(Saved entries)

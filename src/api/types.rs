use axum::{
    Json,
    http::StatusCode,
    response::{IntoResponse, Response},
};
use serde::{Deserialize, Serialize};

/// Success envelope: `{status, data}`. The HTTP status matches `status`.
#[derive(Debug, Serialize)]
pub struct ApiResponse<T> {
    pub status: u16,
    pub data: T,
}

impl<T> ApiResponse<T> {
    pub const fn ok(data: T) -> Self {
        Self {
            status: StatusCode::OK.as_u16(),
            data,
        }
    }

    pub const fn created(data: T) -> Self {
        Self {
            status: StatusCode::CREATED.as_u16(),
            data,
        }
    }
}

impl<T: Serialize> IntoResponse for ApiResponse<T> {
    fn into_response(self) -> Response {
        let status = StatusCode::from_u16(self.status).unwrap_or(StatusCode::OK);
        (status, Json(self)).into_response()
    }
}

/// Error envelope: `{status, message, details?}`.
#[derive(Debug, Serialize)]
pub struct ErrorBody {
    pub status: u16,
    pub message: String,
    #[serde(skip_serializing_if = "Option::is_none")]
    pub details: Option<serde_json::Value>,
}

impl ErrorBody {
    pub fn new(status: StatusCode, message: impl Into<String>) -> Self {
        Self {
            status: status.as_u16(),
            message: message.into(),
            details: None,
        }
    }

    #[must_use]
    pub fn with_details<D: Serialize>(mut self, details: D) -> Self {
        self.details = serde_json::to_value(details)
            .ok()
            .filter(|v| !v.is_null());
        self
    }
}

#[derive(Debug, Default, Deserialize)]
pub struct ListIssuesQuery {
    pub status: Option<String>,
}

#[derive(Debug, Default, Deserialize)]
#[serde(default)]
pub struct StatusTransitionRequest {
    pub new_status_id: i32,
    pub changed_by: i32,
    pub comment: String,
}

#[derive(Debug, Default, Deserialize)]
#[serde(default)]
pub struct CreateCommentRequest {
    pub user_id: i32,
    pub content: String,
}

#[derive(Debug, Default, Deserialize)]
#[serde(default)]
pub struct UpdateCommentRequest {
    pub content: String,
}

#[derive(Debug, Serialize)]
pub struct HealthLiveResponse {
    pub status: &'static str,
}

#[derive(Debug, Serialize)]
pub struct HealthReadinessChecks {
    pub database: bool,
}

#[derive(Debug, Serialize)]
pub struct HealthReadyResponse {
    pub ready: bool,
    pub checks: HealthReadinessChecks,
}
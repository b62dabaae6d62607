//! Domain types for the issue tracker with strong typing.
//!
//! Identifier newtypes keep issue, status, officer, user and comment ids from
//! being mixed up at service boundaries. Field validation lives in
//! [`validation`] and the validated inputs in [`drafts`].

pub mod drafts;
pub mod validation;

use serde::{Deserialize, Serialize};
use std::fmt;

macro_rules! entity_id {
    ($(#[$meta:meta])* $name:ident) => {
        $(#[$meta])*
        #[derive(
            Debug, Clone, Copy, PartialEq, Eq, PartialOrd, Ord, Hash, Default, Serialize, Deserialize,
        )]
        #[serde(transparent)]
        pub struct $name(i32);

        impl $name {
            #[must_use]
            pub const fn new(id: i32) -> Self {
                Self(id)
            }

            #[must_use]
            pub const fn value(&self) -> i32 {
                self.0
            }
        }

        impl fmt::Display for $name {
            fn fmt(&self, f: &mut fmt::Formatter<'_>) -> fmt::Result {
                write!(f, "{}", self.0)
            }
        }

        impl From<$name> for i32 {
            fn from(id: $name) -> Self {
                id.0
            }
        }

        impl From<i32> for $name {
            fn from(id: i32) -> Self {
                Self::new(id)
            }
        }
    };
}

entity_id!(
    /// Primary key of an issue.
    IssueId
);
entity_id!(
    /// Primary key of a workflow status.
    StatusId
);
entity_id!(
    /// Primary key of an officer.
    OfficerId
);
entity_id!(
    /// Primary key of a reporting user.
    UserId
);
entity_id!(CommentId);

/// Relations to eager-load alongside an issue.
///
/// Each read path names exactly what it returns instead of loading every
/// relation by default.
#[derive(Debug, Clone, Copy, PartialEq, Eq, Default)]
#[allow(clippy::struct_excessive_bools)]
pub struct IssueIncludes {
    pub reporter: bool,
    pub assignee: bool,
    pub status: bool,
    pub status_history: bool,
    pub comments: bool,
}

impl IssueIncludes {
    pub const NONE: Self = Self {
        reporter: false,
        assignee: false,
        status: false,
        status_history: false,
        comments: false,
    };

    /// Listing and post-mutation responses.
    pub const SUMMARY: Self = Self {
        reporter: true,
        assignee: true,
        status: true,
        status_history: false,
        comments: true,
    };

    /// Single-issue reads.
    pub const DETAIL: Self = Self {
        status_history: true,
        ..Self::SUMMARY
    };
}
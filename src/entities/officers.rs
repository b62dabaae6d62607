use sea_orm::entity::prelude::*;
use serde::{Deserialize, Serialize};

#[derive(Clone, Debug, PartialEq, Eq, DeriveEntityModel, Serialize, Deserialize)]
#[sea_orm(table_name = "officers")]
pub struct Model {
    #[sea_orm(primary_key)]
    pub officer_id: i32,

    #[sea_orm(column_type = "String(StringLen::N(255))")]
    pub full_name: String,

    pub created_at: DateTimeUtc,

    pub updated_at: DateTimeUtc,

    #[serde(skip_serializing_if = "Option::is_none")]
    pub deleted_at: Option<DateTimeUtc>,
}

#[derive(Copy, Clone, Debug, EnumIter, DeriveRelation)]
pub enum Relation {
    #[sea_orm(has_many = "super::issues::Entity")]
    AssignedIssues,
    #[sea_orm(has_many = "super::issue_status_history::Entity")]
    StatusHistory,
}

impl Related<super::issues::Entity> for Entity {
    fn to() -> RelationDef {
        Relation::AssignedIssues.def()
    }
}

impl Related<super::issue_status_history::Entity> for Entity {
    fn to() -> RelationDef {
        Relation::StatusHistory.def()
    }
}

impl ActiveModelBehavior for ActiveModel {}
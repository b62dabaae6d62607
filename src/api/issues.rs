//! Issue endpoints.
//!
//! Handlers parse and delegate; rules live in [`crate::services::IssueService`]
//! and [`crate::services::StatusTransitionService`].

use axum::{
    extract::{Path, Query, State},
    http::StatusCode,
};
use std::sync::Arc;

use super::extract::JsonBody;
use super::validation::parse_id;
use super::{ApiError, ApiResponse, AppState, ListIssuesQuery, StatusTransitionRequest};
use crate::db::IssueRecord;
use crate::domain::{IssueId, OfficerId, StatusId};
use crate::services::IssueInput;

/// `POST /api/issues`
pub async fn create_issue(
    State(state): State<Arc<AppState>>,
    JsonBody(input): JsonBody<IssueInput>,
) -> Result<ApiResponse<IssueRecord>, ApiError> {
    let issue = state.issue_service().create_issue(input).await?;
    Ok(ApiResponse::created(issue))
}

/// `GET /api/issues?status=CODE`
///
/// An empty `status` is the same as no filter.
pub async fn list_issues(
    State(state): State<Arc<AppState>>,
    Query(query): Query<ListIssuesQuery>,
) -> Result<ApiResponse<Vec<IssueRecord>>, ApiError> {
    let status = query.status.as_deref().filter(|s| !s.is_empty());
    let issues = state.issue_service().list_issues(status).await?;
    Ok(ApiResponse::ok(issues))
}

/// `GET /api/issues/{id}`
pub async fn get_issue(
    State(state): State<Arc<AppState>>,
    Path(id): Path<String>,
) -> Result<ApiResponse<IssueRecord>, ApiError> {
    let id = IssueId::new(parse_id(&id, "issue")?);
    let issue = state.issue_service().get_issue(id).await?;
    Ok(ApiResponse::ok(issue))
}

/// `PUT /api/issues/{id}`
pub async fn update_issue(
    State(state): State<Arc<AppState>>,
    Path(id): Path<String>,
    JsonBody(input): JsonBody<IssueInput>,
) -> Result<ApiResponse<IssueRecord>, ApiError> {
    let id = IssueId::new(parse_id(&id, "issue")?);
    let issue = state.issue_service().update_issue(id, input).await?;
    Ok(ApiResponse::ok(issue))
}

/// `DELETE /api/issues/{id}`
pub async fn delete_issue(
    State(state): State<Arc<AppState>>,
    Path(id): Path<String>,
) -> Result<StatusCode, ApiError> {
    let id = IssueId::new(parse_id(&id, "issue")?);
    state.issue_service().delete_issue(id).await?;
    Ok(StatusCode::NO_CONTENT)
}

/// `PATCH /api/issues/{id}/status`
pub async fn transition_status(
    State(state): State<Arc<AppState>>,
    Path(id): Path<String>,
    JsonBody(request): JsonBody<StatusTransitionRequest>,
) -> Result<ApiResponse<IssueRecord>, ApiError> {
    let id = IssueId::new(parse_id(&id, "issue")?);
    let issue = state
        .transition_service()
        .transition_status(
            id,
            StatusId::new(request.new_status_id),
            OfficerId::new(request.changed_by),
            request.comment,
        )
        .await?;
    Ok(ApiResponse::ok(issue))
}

- **EXERCISE AIM**
In the data, count the lines that include the string "StatusId", then give that number and nothing more.

- **WRITTEN REPLY**
3